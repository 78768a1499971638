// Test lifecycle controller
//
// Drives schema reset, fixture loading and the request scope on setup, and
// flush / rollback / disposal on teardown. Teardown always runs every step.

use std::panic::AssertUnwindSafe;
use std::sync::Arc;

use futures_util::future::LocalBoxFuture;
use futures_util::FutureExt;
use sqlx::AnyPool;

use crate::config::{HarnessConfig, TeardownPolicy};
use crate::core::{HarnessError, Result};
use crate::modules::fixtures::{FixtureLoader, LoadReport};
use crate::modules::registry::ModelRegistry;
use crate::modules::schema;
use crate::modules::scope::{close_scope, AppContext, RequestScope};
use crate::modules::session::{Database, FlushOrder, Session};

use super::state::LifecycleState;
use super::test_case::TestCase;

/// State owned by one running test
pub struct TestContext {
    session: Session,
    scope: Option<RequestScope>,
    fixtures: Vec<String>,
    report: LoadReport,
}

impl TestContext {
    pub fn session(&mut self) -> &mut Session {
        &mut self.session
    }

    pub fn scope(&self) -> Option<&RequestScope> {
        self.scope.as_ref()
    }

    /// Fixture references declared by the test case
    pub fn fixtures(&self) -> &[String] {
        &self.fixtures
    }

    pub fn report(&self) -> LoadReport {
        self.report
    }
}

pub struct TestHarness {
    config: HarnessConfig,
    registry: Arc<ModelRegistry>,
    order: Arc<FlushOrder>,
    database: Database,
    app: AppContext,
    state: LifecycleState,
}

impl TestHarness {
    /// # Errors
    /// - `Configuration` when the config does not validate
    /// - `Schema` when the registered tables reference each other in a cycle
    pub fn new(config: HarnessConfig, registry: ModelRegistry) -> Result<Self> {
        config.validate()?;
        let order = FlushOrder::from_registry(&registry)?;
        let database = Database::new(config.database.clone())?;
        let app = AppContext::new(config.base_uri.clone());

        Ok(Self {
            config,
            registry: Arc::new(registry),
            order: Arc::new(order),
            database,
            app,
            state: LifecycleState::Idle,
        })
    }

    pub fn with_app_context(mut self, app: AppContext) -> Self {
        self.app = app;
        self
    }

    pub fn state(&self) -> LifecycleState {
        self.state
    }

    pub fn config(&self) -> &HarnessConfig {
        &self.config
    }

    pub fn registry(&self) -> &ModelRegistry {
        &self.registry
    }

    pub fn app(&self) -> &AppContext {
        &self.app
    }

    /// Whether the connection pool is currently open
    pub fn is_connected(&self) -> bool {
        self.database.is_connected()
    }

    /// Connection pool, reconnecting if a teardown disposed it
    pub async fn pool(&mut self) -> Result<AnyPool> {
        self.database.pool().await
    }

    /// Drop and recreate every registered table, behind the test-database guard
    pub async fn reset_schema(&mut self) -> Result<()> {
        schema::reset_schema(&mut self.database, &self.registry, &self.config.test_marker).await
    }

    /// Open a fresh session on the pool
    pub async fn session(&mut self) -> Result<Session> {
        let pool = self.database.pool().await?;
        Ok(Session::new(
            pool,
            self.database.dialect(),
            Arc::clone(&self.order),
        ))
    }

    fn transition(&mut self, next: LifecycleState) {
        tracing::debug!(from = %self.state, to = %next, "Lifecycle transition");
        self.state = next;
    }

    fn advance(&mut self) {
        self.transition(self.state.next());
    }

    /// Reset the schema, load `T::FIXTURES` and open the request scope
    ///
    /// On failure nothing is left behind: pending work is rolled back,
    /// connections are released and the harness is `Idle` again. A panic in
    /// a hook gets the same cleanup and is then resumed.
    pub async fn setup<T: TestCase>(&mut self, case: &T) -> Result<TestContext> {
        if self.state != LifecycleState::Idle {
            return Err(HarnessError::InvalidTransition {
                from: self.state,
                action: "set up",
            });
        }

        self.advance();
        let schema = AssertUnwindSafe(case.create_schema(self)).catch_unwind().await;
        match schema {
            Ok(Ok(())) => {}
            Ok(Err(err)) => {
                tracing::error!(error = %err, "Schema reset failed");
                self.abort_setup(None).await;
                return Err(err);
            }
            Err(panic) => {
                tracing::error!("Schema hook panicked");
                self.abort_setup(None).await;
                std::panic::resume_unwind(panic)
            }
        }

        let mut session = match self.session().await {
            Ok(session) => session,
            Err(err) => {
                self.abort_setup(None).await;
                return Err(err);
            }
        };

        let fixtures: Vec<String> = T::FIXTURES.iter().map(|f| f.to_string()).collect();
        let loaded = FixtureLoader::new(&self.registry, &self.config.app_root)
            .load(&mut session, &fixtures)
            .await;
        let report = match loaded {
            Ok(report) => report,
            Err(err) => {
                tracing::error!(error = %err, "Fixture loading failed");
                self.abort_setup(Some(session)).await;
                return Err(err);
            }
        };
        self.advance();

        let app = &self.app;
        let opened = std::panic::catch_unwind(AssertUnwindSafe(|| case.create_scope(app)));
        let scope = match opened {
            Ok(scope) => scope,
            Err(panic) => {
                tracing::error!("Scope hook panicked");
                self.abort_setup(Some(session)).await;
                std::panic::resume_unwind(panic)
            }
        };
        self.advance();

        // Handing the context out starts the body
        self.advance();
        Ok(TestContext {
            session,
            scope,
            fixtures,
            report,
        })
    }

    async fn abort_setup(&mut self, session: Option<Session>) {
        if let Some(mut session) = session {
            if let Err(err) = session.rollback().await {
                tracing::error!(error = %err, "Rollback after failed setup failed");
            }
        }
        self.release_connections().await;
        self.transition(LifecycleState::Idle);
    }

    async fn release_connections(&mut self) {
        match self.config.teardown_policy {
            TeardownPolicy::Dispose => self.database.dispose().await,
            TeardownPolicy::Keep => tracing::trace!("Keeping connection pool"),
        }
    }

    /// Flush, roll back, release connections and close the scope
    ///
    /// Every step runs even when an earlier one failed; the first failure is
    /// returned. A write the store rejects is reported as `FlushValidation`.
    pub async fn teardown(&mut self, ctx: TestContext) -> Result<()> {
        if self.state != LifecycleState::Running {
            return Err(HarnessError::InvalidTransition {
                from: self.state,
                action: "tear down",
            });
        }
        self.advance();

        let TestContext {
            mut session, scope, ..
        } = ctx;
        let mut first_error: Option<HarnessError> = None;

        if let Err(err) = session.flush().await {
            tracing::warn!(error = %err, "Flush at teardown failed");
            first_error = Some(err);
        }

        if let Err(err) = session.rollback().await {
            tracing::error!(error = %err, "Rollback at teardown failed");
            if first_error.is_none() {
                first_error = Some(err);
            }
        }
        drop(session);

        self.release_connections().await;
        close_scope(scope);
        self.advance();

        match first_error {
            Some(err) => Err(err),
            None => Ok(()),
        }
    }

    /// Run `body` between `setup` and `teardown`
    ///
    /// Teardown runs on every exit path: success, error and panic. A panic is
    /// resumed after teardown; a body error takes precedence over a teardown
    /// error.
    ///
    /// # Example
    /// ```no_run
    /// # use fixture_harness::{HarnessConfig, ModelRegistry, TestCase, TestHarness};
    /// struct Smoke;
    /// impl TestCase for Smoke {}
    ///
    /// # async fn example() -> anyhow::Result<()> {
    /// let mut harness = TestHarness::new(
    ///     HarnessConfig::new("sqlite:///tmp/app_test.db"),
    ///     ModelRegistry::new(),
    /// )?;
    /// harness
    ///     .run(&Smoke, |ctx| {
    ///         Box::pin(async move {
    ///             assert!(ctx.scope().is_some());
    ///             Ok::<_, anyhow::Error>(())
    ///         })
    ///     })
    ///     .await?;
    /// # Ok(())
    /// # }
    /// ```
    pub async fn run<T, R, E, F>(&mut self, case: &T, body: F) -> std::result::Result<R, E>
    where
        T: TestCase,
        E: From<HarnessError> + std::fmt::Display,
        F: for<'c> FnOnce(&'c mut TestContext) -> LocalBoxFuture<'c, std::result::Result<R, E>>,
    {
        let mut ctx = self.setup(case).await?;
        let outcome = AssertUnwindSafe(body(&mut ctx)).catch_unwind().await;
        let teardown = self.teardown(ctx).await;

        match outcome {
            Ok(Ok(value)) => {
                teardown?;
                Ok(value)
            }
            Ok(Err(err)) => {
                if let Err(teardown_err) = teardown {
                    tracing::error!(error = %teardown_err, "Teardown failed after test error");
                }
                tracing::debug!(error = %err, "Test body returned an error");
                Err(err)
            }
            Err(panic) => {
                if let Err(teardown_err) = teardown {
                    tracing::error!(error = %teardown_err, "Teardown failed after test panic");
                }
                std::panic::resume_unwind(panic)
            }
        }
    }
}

++++++++

• _About this task_: Copy all lines from the material that contain "TestContext".

• _Output below_:
pub struct TestContext {
impl TestContext {
    pub async fn setup<T: TestCase>(&mut self, case: &T) -> Result<TestContext> {
        Ok(TestContext {
    pub async fn teardown(&mut self, ctx: TestContext) -> Result<()> {
        let TestContext {
        F: for<'c> FnOnce(&'c mut TestContext) -> LocalBoxFuture<'c, std::result::Result<R, E>>,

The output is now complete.